TASK DIRECTIONS
Whenever a line in the records below holds the string "type", copy it out.

(Dataset entries)
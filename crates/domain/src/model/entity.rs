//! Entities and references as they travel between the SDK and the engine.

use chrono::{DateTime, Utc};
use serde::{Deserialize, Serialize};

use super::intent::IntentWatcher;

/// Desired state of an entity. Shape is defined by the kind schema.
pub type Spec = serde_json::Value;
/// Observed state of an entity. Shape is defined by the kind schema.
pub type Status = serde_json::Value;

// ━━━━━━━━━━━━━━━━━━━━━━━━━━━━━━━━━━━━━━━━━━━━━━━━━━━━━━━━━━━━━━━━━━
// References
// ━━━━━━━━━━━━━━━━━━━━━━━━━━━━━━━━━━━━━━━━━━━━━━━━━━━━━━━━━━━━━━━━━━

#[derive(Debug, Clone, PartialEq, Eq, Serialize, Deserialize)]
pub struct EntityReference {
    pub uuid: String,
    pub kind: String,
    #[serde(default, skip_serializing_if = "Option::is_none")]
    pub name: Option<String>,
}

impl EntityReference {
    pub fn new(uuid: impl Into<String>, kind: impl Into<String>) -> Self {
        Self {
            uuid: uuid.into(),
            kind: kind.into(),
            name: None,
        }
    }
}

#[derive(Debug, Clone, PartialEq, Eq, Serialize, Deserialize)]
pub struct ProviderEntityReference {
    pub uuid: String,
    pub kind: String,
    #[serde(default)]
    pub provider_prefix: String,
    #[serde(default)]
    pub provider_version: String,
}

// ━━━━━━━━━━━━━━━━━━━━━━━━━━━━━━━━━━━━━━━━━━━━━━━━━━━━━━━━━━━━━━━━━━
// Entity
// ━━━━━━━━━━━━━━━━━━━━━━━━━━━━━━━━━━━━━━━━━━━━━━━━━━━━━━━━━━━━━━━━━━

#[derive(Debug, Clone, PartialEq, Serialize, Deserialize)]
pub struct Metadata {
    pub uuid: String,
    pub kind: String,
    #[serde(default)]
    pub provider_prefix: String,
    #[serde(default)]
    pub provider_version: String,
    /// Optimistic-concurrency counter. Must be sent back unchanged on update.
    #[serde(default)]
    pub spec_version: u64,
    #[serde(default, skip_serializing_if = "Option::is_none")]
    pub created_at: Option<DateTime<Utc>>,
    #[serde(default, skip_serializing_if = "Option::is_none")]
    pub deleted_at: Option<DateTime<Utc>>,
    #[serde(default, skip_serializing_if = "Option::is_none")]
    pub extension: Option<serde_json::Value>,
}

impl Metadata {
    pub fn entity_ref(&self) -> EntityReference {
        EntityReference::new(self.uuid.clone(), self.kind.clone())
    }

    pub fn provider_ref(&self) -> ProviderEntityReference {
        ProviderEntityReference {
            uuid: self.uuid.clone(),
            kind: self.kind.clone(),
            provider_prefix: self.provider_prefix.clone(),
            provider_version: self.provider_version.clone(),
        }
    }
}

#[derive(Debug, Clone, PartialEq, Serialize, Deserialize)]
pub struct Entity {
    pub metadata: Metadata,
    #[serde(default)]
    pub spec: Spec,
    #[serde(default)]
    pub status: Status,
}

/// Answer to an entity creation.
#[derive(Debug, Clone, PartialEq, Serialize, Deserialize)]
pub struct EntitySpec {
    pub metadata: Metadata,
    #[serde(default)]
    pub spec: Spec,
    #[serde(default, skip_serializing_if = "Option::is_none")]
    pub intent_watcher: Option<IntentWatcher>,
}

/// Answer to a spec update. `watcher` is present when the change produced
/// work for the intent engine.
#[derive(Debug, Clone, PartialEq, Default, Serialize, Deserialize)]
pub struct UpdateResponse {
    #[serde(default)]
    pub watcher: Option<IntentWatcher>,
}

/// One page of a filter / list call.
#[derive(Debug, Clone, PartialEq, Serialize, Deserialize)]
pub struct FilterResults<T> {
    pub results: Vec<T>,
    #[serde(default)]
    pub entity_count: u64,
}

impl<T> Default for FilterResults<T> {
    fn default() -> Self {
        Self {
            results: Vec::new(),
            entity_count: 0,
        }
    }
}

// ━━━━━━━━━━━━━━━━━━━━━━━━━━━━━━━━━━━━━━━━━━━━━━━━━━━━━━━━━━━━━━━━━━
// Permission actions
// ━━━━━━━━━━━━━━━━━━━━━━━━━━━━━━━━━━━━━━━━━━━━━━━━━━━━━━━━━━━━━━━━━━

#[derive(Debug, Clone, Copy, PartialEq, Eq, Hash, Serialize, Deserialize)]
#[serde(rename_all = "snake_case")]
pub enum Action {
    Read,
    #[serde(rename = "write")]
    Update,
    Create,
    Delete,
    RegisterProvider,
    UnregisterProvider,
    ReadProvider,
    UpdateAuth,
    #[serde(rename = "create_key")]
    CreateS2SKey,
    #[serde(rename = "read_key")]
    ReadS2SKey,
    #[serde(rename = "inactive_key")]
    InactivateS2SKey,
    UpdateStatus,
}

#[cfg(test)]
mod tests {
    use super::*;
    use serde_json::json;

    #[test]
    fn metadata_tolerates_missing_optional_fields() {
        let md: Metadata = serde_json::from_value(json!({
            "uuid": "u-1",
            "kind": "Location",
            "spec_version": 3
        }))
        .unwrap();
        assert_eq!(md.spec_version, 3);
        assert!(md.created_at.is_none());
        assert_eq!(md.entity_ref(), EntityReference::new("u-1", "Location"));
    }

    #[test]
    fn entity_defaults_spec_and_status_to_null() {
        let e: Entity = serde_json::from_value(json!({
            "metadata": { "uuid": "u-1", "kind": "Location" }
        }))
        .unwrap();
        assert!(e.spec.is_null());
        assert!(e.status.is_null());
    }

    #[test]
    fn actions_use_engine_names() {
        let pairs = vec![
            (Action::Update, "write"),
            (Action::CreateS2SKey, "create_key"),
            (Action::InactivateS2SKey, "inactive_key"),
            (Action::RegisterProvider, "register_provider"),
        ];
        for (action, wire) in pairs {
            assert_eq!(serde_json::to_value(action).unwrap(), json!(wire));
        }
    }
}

SOLUTION TO THIS TASK
pub type Spec = serde_json::Value;
pub type Status = serde_json::Value;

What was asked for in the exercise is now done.